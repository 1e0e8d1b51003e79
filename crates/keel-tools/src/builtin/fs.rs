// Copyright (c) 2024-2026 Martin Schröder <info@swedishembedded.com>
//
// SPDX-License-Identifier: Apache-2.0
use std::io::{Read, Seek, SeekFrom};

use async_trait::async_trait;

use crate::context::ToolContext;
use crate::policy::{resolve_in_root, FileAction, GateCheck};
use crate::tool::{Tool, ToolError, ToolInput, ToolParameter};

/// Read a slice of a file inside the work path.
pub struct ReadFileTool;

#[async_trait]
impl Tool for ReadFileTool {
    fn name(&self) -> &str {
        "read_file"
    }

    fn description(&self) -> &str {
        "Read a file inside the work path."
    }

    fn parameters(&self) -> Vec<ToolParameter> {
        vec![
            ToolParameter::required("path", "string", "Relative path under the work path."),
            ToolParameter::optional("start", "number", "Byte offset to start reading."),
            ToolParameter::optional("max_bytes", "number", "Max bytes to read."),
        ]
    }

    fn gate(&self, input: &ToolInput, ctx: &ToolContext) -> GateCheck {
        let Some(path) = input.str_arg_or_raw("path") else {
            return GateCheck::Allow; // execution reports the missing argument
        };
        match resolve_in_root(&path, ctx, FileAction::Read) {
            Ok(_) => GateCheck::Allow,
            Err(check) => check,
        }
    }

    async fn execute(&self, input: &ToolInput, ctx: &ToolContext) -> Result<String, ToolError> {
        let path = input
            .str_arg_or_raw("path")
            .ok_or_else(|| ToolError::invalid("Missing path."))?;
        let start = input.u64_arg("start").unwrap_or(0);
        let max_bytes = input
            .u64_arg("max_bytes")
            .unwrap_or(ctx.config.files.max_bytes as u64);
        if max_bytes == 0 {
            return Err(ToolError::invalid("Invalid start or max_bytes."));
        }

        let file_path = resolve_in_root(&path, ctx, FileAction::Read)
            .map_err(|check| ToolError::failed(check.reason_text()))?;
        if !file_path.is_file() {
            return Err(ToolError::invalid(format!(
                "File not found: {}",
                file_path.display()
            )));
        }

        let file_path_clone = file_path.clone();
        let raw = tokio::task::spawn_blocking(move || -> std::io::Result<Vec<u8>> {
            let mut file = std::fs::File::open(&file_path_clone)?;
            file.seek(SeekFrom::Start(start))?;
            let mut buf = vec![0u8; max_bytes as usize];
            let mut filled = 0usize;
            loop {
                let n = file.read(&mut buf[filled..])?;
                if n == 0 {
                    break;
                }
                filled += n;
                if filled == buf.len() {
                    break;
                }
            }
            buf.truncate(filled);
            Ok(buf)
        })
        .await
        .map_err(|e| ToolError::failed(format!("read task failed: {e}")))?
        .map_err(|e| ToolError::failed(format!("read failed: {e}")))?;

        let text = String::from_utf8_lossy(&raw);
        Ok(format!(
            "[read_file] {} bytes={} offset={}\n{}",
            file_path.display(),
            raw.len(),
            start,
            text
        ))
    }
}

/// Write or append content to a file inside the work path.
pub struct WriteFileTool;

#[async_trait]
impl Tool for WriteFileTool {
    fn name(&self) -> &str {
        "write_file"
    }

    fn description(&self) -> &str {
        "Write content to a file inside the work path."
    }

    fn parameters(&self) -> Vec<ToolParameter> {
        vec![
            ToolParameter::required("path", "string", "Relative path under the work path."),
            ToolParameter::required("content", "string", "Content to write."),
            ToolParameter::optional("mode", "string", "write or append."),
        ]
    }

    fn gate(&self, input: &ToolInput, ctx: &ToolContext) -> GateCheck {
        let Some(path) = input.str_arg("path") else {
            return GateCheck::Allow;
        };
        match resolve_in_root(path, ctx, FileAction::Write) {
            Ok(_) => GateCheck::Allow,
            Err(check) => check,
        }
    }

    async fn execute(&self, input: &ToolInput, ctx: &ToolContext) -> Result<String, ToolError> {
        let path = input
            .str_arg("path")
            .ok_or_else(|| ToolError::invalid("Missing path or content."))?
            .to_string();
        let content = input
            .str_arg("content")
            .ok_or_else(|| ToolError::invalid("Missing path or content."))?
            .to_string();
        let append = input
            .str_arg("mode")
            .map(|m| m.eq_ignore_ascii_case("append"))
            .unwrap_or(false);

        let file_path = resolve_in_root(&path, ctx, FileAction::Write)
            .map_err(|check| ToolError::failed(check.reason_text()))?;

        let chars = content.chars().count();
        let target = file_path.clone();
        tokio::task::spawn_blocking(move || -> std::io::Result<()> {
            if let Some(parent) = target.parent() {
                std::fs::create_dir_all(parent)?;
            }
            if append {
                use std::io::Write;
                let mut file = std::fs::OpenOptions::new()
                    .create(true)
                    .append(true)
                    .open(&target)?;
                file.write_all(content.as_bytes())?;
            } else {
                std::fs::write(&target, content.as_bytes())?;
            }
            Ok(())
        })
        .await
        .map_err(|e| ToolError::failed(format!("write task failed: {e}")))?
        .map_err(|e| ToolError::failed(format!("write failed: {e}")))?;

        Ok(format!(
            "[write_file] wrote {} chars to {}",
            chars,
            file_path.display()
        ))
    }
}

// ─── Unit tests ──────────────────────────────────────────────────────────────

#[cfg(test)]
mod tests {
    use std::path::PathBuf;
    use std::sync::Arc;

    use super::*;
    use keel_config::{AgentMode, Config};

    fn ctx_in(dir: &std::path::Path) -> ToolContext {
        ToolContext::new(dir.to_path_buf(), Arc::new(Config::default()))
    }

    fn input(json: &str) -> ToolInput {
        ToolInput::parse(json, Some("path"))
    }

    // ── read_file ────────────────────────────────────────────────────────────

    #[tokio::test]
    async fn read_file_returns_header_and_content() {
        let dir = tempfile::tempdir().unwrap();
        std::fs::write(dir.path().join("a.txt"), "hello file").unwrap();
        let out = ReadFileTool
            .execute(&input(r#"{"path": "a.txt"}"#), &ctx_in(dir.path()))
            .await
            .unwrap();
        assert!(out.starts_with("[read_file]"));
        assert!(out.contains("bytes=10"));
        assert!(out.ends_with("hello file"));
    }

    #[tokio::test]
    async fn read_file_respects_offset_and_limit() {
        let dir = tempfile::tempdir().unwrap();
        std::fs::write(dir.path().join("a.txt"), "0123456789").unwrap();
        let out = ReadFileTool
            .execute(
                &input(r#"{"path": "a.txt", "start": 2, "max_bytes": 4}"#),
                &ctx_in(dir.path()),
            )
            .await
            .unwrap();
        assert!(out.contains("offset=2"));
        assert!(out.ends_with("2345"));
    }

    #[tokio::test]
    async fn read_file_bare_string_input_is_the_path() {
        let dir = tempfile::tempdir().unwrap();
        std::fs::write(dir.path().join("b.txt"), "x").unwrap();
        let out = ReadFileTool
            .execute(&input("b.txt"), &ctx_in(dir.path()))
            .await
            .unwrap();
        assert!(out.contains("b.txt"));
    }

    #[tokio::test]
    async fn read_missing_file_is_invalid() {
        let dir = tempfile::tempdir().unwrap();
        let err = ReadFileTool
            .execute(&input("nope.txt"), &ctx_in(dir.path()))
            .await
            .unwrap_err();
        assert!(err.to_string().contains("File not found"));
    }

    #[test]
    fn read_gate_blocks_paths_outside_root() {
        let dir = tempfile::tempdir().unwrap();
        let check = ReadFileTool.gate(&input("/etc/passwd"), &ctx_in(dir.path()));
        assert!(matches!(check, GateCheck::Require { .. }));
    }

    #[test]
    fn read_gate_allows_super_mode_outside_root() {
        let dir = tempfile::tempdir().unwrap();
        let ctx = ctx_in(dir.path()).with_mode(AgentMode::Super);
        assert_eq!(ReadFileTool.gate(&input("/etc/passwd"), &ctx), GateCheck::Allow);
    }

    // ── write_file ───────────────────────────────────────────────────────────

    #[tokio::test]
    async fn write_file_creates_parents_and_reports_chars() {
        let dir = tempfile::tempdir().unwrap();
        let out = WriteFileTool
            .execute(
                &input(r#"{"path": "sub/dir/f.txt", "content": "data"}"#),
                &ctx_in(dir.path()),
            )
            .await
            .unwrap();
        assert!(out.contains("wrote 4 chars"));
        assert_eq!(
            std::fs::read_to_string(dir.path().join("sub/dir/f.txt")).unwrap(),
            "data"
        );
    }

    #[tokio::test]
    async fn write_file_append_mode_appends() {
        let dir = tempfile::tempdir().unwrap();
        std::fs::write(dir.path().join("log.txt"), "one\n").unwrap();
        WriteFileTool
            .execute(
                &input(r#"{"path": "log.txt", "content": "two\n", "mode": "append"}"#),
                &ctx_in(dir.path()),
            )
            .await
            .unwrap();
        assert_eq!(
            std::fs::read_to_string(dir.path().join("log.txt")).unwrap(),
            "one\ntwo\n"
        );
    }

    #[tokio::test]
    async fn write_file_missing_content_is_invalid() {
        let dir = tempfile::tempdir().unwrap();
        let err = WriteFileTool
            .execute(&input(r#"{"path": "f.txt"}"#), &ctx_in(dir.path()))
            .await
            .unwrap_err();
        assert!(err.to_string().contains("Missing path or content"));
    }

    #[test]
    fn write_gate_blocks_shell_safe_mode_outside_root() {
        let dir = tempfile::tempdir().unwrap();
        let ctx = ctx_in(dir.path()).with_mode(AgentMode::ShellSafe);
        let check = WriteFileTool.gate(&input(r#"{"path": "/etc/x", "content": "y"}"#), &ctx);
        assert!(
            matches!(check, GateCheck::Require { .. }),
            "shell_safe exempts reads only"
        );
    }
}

---

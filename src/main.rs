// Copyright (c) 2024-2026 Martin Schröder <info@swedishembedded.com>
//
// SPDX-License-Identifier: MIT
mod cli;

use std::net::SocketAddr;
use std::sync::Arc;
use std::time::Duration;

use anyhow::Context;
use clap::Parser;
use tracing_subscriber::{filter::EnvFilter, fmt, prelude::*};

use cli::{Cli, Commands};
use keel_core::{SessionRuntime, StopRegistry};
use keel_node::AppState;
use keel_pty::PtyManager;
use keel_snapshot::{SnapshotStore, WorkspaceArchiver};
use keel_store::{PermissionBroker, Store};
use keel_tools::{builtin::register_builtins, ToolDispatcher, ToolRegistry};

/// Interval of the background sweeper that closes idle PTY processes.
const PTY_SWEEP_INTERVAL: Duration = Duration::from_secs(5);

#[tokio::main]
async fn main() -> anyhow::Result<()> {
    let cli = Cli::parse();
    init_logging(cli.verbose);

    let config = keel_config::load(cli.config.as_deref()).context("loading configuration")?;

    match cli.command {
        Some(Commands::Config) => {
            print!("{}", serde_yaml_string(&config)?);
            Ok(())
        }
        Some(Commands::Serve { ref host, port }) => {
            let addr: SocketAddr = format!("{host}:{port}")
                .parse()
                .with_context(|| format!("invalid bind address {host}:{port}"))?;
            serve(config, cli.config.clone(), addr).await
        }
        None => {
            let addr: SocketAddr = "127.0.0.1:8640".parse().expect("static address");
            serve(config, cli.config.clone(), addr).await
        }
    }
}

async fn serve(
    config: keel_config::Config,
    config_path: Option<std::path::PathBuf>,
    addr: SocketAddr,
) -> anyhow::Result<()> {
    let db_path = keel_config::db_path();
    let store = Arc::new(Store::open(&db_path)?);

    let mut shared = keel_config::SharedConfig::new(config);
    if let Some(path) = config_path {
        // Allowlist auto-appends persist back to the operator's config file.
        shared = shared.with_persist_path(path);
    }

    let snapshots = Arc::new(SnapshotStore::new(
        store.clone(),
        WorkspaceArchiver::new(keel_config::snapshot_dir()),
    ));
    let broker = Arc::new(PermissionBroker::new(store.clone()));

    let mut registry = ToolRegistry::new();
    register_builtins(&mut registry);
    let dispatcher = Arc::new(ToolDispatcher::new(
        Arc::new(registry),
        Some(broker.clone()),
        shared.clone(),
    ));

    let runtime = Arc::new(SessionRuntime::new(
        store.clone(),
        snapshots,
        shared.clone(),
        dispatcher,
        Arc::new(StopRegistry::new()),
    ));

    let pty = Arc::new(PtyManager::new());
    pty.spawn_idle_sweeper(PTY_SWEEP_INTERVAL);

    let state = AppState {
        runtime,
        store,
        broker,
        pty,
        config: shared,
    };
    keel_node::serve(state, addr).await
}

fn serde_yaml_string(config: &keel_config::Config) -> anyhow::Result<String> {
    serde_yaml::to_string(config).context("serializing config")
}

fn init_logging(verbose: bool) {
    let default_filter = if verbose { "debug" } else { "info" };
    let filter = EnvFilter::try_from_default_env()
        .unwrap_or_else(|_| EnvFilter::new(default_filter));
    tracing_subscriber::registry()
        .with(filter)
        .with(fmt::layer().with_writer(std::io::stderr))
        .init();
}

---

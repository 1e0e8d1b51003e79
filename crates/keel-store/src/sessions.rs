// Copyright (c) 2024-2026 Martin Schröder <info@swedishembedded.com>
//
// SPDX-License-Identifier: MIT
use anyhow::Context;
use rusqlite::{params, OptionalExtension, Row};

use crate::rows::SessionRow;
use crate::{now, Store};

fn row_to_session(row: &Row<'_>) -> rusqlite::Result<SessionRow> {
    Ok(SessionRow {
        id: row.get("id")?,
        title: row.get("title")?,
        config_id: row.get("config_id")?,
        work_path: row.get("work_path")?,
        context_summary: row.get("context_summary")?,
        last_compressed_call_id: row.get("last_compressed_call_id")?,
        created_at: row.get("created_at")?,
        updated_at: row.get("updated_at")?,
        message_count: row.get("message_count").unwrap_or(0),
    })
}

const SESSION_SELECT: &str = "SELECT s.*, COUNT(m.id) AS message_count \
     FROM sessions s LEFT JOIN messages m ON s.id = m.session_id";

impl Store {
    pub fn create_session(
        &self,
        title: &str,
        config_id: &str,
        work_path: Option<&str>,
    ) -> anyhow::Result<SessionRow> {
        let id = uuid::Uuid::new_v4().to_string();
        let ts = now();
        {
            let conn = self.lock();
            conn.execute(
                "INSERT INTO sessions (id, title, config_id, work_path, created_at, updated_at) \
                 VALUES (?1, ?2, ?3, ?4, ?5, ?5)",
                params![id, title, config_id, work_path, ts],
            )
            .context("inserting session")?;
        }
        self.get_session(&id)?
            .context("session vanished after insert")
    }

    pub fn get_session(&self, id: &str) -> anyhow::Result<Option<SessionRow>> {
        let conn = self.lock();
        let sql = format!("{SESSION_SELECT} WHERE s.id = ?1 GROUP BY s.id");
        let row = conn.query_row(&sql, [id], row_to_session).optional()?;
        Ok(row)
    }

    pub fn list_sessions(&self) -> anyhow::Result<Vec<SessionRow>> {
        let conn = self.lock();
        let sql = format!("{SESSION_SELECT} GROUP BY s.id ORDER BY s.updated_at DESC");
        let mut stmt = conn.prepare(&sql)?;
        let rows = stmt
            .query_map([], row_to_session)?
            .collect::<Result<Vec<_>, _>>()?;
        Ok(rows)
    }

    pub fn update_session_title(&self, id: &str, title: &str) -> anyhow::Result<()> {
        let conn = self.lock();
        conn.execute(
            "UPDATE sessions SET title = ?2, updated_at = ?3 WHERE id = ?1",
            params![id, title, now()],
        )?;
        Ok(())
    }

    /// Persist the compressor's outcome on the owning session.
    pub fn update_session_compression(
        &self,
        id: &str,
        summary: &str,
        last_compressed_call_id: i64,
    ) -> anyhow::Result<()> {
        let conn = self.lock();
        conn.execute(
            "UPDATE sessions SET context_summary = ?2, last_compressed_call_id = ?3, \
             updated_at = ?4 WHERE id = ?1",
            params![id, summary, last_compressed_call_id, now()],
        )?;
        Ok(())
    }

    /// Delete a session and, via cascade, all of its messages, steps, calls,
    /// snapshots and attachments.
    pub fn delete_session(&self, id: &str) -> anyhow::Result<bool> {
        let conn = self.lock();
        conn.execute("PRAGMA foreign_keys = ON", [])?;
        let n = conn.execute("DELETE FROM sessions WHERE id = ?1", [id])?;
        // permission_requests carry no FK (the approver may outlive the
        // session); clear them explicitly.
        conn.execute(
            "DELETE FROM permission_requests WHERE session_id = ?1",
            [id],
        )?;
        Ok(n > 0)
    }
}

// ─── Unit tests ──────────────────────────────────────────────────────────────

▸ ACTIVITY: Lines containing the word "SnapshotStore" are to be counted in the listing; state their number alone.

▸ RESULT OF THE TASK: 2